These three options are not mutually exclusive. You can make extensive charitable contributions within your lifetime and create a sunsetting entity and establish a perpetual entity. Nevertheless, these are the three basic timeframes in which charitable giving can be conducted. From the perspective of donor intent, there are advantages and disadvantages to each. Donors should think carefully about what they hope to achieve before adopting any one of these strategies.
Giving While Living
If you disburse all of the assets you intend to give to charity within your lifetime, you will have effectively taken care of the issue of donor intent. After all, if there are no assets to entrust to others to disburse, there is no issue of donor intent.

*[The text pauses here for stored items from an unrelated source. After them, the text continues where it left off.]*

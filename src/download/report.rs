// ChapterFetch - Segmented Audiobook Chapter Downloader
// Copyright (C) 2026 ChapterFetch Contributors
//
// This program is free software: you can redistribute it and/or modify
// it under the terms of the GNU General Public License as published by
// the Free Software Foundation, either version 3 of the License, or
// (at your option) any later version.
//
// This program is distributed in the hope that it will be useful,
// but WITHOUT ANY WARRANTY; without even the implied warranty of
// MERCHANTABILITY or FITNESS FOR A PARTICULAR PURPOSE. See the
// GNU General Public License for more details.
//
// You should have received a copy of the GNU General Public License
// along with this program. If not, see <https://www.gnu.org/licenses/>.


//! Run reporting
//!
//! Per-chapter outcomes and the end-of-run summary. A failed chapter never
//! aborts the run; its outcome carries the reason so the summary can name
//! every failing chapter at the end.

use crate::manifest::StreamLocator;
use serde::{Deserialize, Serialize};
use std::fmt;
use std::path::PathBuf;

/// Chapter pipeline states, in order of progress
#[derive(Debug, Clone, Copy, PartialEq, Eq, Serialize, Deserialize)]
pub enum ChapterState {
    NotStarted,
    Resolving,
    Fetching,
    Assembling,
    Transcoding,
    Done,
    Failed,
}

impl ChapterState {
    pub fn is_terminal(&self) -> bool {
        matches!(self, Self::Done | Self::Failed)
    }
}

impl fmt::Display for ChapterState {
    fn fmt(&self, f: &mut fmt::Formatter<'_>) -> fmt::Result {
        let name = match self {
            Self::NotStarted => "not started",
            Self::Resolving => "resolving",
            Self::Fetching => "fetching",
            Self::Assembling => "assembling",
            Self::Transcoding => "transcoding",
            Self::Done => "done",
            Self::Failed => "failed",
        };
        f.write_str(name)
    }
}

/// Terminal outcome of one chapter
#[derive(Debug, Clone, PartialEq, Eq, Serialize, Deserialize)]
pub enum ChapterOutcome {
    /// Downloaded, assembled and transcoded during this run
    Done { output: PathBuf },
    /// Output already existed; no network traffic spent
    Skipped { output: PathBuf },
    /// Chapter abandoned; reason names the first error encountered
    Failed { reason: String },
}

/// One chapter's entry in the run summary
#[derive(Debug, Clone, PartialEq, Eq, Serialize, Deserialize)]
pub struct ChapterReport {
    /// 1-based chapter number
    pub number: usize,
    pub locator: StreamLocator,
    pub outcome: ChapterOutcome,
}

/// End-of-run summary over all requested chapters, in input order
#[derive(Debug, Clone, Default, Serialize, Deserialize)]
pub struct RunSummary {
    pub chapters: Vec<ChapterReport>,
}

impl RunSummary {
    pub fn push(&mut self, report: ChapterReport) {
        self.chapters.push(report);
    }

    pub fn downloaded(&self) -> usize {
        self.chapters
            .iter()
            .filter(|c| matches!(c.outcome, ChapterOutcome::Done { .. }))
            .count()
    }

    pub fn skipped(&self) -> usize {
        self.chapters
            .iter()
            .filter(|c| matches!(c.outcome, ChapterOutcome::Skipped { .. }))
            .count()
    }

    pub fn failed(&self) -> usize {
        self.chapters
            .iter()
            .filter(|c| matches!(c.outcome, ChapterOutcome::Failed { .. }))
            .count()
    }

    pub fn failures(&self) -> impl Iterator<Item = &ChapterReport> {
        self.chapters
            .iter()
            .filter(|c| matches!(c.outcome, ChapterOutcome::Failed { .. }))
    }

    pub fn is_complete_success(&self) -> bool {
        self.failed() == 0
    }
}

impl fmt::Display for RunSummary {
    fn fmt(&self, f: &mut fmt::Formatter<'_>) -> fmt::Result {
        write!(
            f,
            "{} downloaded, {} skipped, {} failed",
            self.downloaded(),
            self.skipped(),
            self.failed()
        )?;
        for report in self.failures() {
            if let ChapterOutcome::Failed { reason } = &report.outcome {
                write!(f, "\n  chapter {}: {}", report.number, reason)?;
            }
        }
        Ok(())
    }
}
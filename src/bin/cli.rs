// ChapterFetch - Segmented Audiobook Chapter Downloader
// Copyright (C) 2026 ChapterFetch Contributors
//
// This program is free software: you can redistribute it and/or modify
// it under the terms of the GNU General Public License as published by
// the Free Software Foundation, either version 3 of the License, or
// (at your option) any later version.
//
// This program is distributed in the hope that it will be useful,
// but WITHOUT ANY WARRANTY; without even the implied warranty of
// MERCHANTABILITY or FITNESS FOR A PARTICULAR PURPOSE. See the
// GNU General Public License for more details.
//
// You should have received a copy of the GNU General Public License
// along with this program. If not, see <https://www.gnu.org/licenses/>.


use anyhow::Context;
use chapterfetch::audio::{Bitrate, FfmpegTranscoder};
use chapterfetch::download::{ChapterScheduler, RetryPolicy, SchedulerConfig};
use chapterfetch::manifest::StreamLocator;
use chapterfetch::session::{Session, SessionConfig};
use chapterfetch::transport::HttpTransport;
use clap::Parser;
use std::path::PathBuf;
use std::sync::Arc;
use std::time::Duration;

#[derive(Parser)]
#[command(name = "chapterfetch")]
#[command(about = "Download segmented audiobook chapters and transcode them to MP3")]
struct Cli {
    /// Chapter manifest URLs, in chapter order
    #[arg(required_unless_present = "locators_file")]
    locators: Vec<String>,

    /// File with one manifest URL per line (alternative to positional URLs)
    #[arg(long, value_name = "FILE")]
    locators_file: Option<PathBuf>,

    /// Book title; used for output filenames
    #[arg(short = 't', long, default_value = "audiobook")]
    book_title: String,

    /// Directory for final chapter files
    #[arg(short, long, default_value = "downloads")]
    output_dir: PathBuf,

    /// Directory for intermediate segment files
    #[arg(long, default_value = "downloads/staging")]
    staging_dir: PathBuf,

    /// Referer header (player page URL)
    #[arg(long)]
    referer: Option<String>,

    /// Playback token header, if the host requires one
    #[arg(long)]
    playback_token: Option<String>,

    /// Audiobook id header, if the host requires one
    #[arg(long)]
    book_id: Option<String>,

    /// Explicit user agent; a pooled browser agent is used when absent
    #[arg(long)]
    user_agent: Option<String>,

    /// Base URL for relative track-list manifest links
    #[arg(long)]
    media_base: Option<String>,

    /// Chapters downloaded concurrently
    #[arg(long, default_value_t = 10)]
    chapter_jobs: usize,

    /// Segment fetches in flight per chapter
    #[arg(long, default_value_t = 16)]
    segment_jobs: usize,

    /// Retries per segment after the first attempt
    #[arg(long, default_value_t = 2)]
    retries: u32,

    /// Pause between segment fetches in milliseconds, for throttling hosts
    #[arg(long)]
    pacing_ms: Option<u64>,

    /// Path to the ffmpeg binary
    #[arg(long, default_value = "ffmpeg")]
    ffmpeg: PathBuf,

    /// MP3 VBR quality (0-9, lower is better)
    #[arg(long, default_value_t = 2)]
    quality: u8,
}

impl Cli {
    async fn collect_locators(&self) -> anyhow::Result<Vec<StreamLocator>> {
        if let Some(path) = &self.locators_file {
            let text = tokio::fs::read_to_string(path)
                .await
                .with_context(|| format!("reading locators from {}", path.display()))?;
            let locators: Vec<StreamLocator> = text
                .lines()
                .map(str::trim)
                .filter(|line| !line.is_empty() && !line.starts_with('#'))
                .map(StreamLocator::new)
                .collect();
            anyhow::ensure!(!locators.is_empty(), "{} contains no URLs", path.display());
            return Ok(locators);
        }
        Ok(self.locators.iter().map(StreamLocator::new).collect())
    }
}

#[tokio::main]
async fn main() -> anyhow::Result<()> {
    tracing_subscriber::fmt()
        .with_env_filter(
            tracing_subscriber::EnvFilter::try_from_default_env()
                .unwrap_or_else(|_| tracing_subscriber::EnvFilter::new("chapterfetch=info")),
        )
        .init();

    let cli = Cli::parse();
    let locators = cli.collect_locators().await?;

    let session = Session::new(SessionConfig {
        referer: cli.referer.clone().unwrap_or_default(),
        playback_token: cli.playback_token.clone(),
        book_id: cli.book_id.clone(),
        user_agent: cli.user_agent.clone(),
        ..SessionConfig::default()
    });
    let transport =
        Arc::new(HttpTransport::new(session.request_timeout()).context("building HTTP client")?);
    let transcoder =
        Arc::new(FfmpegTranscoder::new(&cli.ffmpeg).with_bitrate(Bitrate::Vbr(cli.quality)));

    let config = SchedulerConfig {
        book_title: cli.book_title.clone(),
        output_dir: cli.output_dir.clone(),
        staging_root: cli.staging_dir.clone(),
        max_concurrent_chapters: cli.chapter_jobs,
        max_concurrent_segments: cli.segment_jobs,
        retry: RetryPolicy {
            max_retries: cli.retries,
            ..RetryPolicy::default()
        },
        segment_pacing: cli.pacing_ms.map(Duration::from_millis),
        media_base: cli.media_base.clone(),
    };

    let scheduler = ChapterScheduler::new(config, transport, session, transcoder);
    let summary = scheduler.run(&locators).await;

    println!("{}", summary);
    anyhow::ensure!(
        summary.is_complete_success(),
        "{} chapter(s) failed",
        summary.failed()
    );
    Ok(())
}
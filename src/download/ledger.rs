// ChapterFetch - Segmented Audiobook Chapter Downloader
// Copyright (C) 2026 ChapterFetch Contributors
//
// This program is free software: you can redistribute it and/or modify
// it under the terms of the GNU General Public License as published by
// the Free Software Foundation, either version 3 of the License, or
// (at your option) any later version.
//
// This program is distributed in the hope that it will be useful,
// but WITHOUT ANY WARRANTY; without even the implied warranty of
// MERCHANTABILITY or FITNESS FOR A PARTICULAR PURPOSE. See the
// GNU General Public License for more details.
//
// You should have received a copy of the GNU General Public License
// along with this program. If not, see <https://www.gnu.org/licenses/>.


//! Completion ledger
//!
//! Records which final outputs finished during this process's lifetime.
//! Keyed by output path — the path is already deterministic per chapter,
//! so the ledger doubles as the in-memory half of the idempotence check
//! (the on-disk half is a plain existence test in the scheduler).

use chrono::{DateTime, Utc};
use serde::{Deserialize, Serialize};
use std::collections::HashMap;
use std::path::{Path, PathBuf};
use tokio::sync::RwLock;

/// One completed chapter output
#[derive(Debug, Clone, Serialize, Deserialize)]
pub struct LedgerEntry {
    pub output_path: PathBuf,
    pub completed_at: DateTime<Utc>,
}

/// Shared set of outputs known to be complete
#[derive(Debug, Default)]
pub struct RunLedger {
    entries: RwLock<HashMap<PathBuf, LedgerEntry>>,
}

impl RunLedger {
    pub fn new() -> Self {
        Self::default()
    }

    pub async fn is_done(&self, output_path: &Path) -> bool {
        self.entries.read().await.contains_key(output_path)
    }

    pub async fn mark_done(&self, output_path: &Path) {
        let entry = LedgerEntry {
            output_path: output_path.to_path_buf(),
            completed_at: Utc::now(),
        };
        self.entries
            .write()
            .await
            .insert(output_path.to_path_buf(), entry);
    }

    /// Snapshot of completed entries, ordered by path for stable output
    pub async fn completed(&self) -> Vec<LedgerEntry> {
        let mut entries: Vec<LedgerEntry> = self.entries.read().await.values().cloned().collect();
        entries.sort_by(|a, b| a.output_path.cmp(&b.output_path));
        entries
    }
}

You will, of course, have to grapple with the similar issue of grant compliance—ensuring that the charities you fund use your assets for their intended purposes. As every donor knows, grantees may or may not use contributions for their intended purposes. Or as donors learn more about their grantees, they may decide they want to work with other organizations or in different funding areas. Grant compliance is related to donor intent, but it is not quite the same as establishing the parameters within which your successors are to distribute your assets. (For more on grant compliance, please see Chapter 1.)
Giving while living resolves the issue of donor intent, narrowly understood. Again, this is not to suggest that grantees will always perform to your expectations if you spend down during your lifetime; it is possible to feel enormously frustrated with your grant recipients in the process of spending down. It is rather to say that if you disburse all of your charitable assets within your lifetime, you will not have to create mechanisms to govern the distribution of your assets after your death.
There is another important reason why many donors decide to complete their philanthropic giving during their lifetimes. They often sense that their money will go much further if it is spent immediately, on pressing problems. These philanthropists want to be personally involved in the programs they support, investing their time and business acumen—in addition to their wealth—to address the problems of today. They tend to be confident that later generations will make and disburse new fortunes to address future challenges.
Furthermore, if you spend down your charitable resources during your lifetime, you do not have to confront the potential problems associated with creating a grantmaking entity that will survive you. For example, there is a tendency among grantmaking organizations to drift away from a founding donor’s vision and toward conformity with industry trends and staff preferences. That drift need not be inevitable—indeed, one purpose of this guidebook is to provide strategies for its prevention—but it is nevertheless unmistakable. To the extent that donors spend down their charitable resources within their lifetimes, the issue is taken off the table.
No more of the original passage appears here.